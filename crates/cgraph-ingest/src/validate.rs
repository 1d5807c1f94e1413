//! Validation of an extracted graph before it is merged.
//!
//! Turns the raw [`ExtractedGraph`] into the exact list of upserts the merge
//! will perform:
//!
//! - concept names and relation endpoints are resolved through one
//!   [`IdentityResolver`]; concepts without an identity are dropped
//! - repeated concepts collapse to their first position, carrying the last
//!   type seen (the same end state as upserting them in order)
//! - repeated `(source, target, kind)` relations collapse
//! - relations with a blank kind, or an endpoint missing from the graph's own
//!   entity list, become [`InvalidEdge`]s for the strictness policy to handle

use cgraph_core::{Concept, ExtractedGraph, IdentityResolver, Relation};
use serde::Serialize;
use std::collections::{HashMap, HashSet};
use std::fmt;
use thiserror::Error;

/// Why a relation cannot be merged.
#[derive(Debug, Clone, Copy, PartialEq, Eq, Serialize)]
#[serde(rename_all = "snake_case")]
pub enum InvalidEdgeReason {
    UnknownSource,
    UnknownTarget,
    BlankKind,
}

impl fmt::Display for InvalidEdgeReason {
    fn fmt(&self, f: &mut fmt::Formatter<'_>) -> fmt::Result {
        f.write_str(match self {
            Self::UnknownSource => "unknown source entity",
            Self::UnknownTarget => "unknown target entity",
            Self::BlankKind => "blank relation kind",
        })
    }
}

/// A relation that references an entity the same graph does not define.
#[derive(Error, Debug, Clone, PartialEq, Eq, Serialize)]
#[error("{reason}: {} -[{}]-> {}", .relation.source, .relation.kind, .relation.target)]
pub struct InvalidEdge {
    pub relation: Relation,
    pub reason: InvalidEdgeReason,
}

/// The upserts one document will perform, in order.
#[derive(Debug, Clone, Default, PartialEq)]
pub struct ValidatedGraph {
    pub concepts: Vec<Concept>,
    pub relations: Vec<Relation>,
}

/// What validation changed or rejected.
#[derive(Debug, Clone, Default)]
pub struct ValidationReport {
    /// Entities whose name has no identity (blank)
    pub dropped_concepts: Vec<Concept>,
    /// Entities folded into an earlier entity with the same key
    pub duplicate_concepts: usize,
    /// Relations folded into an identical earlier relation
    pub duplicate_relations: usize,
    pub invalid_edges: Vec<InvalidEdge>,
}

impl ValidationReport {
    #[must_use]
    pub fn is_clean(&self) -> bool {
        self.dropped_concepts.is_empty() && self.invalid_edges.is_empty()
    }
}

/// Validate `graph`, resolving every name through `resolver`.
#[must_use]
pub fn validate_graph(
    graph: &ExtractedGraph,
    resolver: &dyn IdentityResolver,
) -> (ValidatedGraph, ValidationReport) {
    let mut report = ValidationReport::default();
    let mut concepts: Vec<Concept> = Vec::with_capacity(graph.entities.len());
    let mut positions: HashMap<String, usize> = HashMap::new();

    for entity in &graph.entities {
        let Some(key) = resolver.resolve(&entity.name) else {
            report.dropped_concepts.push(entity.clone());
            continue;
        };

        match positions.get(&key) {
            Some(&pos) => {
                concepts[pos].concept_type.clone_from(&entity.concept_type);
                report.duplicate_concepts += 1;
            }
            None => {
                positions.insert(key.clone(), concepts.len());
                concepts.push(Concept::new(key, entity.concept_type.clone()));
            }
        }
    }

    let mut relations = Vec::with_capacity(graph.relationships.len());
    let mut seen: HashSet<(String, String, String)> = HashSet::new();

    for relation in &graph.relationships {
        let source = resolver
            .resolve(&relation.source)
            .filter(|key| positions.contains_key(key));
        let target = resolver
            .resolve(&relation.target)
            .filter(|key| positions.contains_key(key));

        let reason = if relation.kind.trim().is_empty() {
            Some(InvalidEdgeReason::BlankKind)
        } else if source.is_none() {
            Some(InvalidEdgeReason::UnknownSource)
        } else if target.is_none() {
            Some(InvalidEdgeReason::UnknownTarget)
        } else {
            None
        };

        let (Some(source), Some(target), None) = (source, target, reason) else {
            report.invalid_edges.push(InvalidEdge {
                relation: relation.clone(),
                reason: reason.unwrap_or(InvalidEdgeReason::UnknownSource),
            });
            continue;
        };

        if seen.insert((source.clone(), target.clone(), relation.kind.clone())) {
            relations.push(Relation::new(source, target, relation.kind.clone()));
        } else {
            report.duplicate_relations += 1;
        }
    }

    (ValidatedGraph { concepts, relations }, report)
}

#[cfg(test)]
mod tests {
    use super::*;
    use cgraph_core::ExactNameResolver;

    fn validate(graph: &ExtractedGraph) -> (ValidatedGraph, ValidationReport) {
        validate_graph(graph, &ExactNameResolver)
    }

    #[test]
    fn test_valid_graph_passes_through() {
        let graph = ExtractedGraph::new(
            vec![
                Concept::new("Photosynthesis", "Process"),
                Concept::new("Glucose", "Substance"),
            ],
            vec![Relation::new("Photosynthesis", "Glucose", "PRODUCES")],
        );

        let (validated, report) = validate(&graph);
        assert_eq!(validated.concepts, graph.entities);
        assert_eq!(validated.relations, graph.relationships);
        assert!(report.is_clean());
    }

    #[test]
    fn test_unknown_endpoints_are_invalid() {
        let graph = ExtractedGraph::new(
            vec![Concept::new("Glucose", "Substance")],
            vec![
                Relation::new("Glucose", "Starch", "PART_OF"),
                Relation::new("Chlorophyll", "Glucose", "PRODUCES"),
            ],
        );

        let (validated, report) = validate(&graph);
        assert_eq!(validated.concepts.len(), 1);
        assert!(validated.relations.is_empty());

        let reasons: Vec<_> = report.invalid_edges.iter().map(|e| e.reason).collect();
        assert_eq!(
            reasons,
            vec![
                InvalidEdgeReason::UnknownTarget,
                InvalidEdgeReason::UnknownSource
            ]
        );
    }

    #[test]
    fn test_blank_kind_is_invalid() {
        let graph = ExtractedGraph::new(
            vec![Concept::new("A", "Law"), Concept::new("B", "Law")],
            vec![Relation::new("A", "B", "  ")],
        );

        let (_, report) = validate(&graph);
        assert_eq!(report.invalid_edges[0].reason, InvalidEdgeReason::BlankKind);
    }

    #[test]
    fn test_blank_names_are_dropped() {
        let graph = ExtractedGraph::new(
            vec![Concept::new("", "Law"), Concept::new("Ohm's law", "Law")],
            vec![Relation::new("", "Ohm's law", "RELATES_TO")],
        );

        let (validated, report) = validate(&graph);
        assert_eq!(validated.concepts, vec![Concept::new("Ohm's law", "Law")]);
        assert_eq!(report.dropped_concepts.len(), 1);
        assert_eq!(
            report.invalid_edges[0].reason,
            InvalidEdgeReason::UnknownSource
        );
    }

    #[test]
    fn test_duplicate_concepts_keep_first_position_last_type() {
        let graph = ExtractedGraph::new(
            vec![
                Concept::new("Energy", "Physics"),
                Concept::new("Cell", "Biology"),
                Concept::new("Energy", "Chemistry"),
            ],
            Vec::new(),
        );

        let (validated, report) = validate(&graph);
        assert_eq!(
            validated.concepts,
            vec![
                Concept::new("Energy", "Chemistry"),
                Concept::new("Cell", "Biology")
            ]
        );
        assert_eq!(report.duplicate_concepts, 1);
    }

    #[test]
    fn test_duplicate_relations_collapse() {
        let graph = ExtractedGraph::new(
            vec![Concept::new("A", "Law"), Concept::new("B", "Law")],
            vec![
                Relation::new("A", "B", "CAUSES"),
                Relation::new("A", "B", "CAUSES"),
                Relation::new("A", "B", "RELATES_TO"),
            ],
        );

        let (validated, report) = validate(&graph);
        assert_eq!(validated.relations.len(), 2);
        assert_eq!(report.duplicate_relations, 1);
    }

    #[test]
    fn test_names_are_case_sensitive() {
        let graph = ExtractedGraph::new(
            vec![Concept::new("Cell", "Biology")],
            vec![Relation::new("cell", "Cell", "RELATES_TO")],
        );

        let (_, report) = validate(&graph);
        assert_eq!(report.invalid_edges.len(), 1);
    }

    #[test]
    fn test_invalid_edge_display() {
        let edge = InvalidEdge {
            relation: Relation::new("Glucose", "Starch", "PART_OF"),
            reason: InvalidEdgeReason::UnknownTarget,
        };
        assert_eq!(
            edge.to_string(),
            "unknown target entity: Glucose -[PART_OF]-> Starch"
        );
    }
}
_ _ _ _ _ _ _
* _REQUIRED ACTION_: Every line above that holds the word "repeated" needs to be copied.

* _WRITTEN SOLUTION_:
//! - repeated concepts collapse to their first position, carrying the last
//! - repeated `(source, target, kind)` relations collapse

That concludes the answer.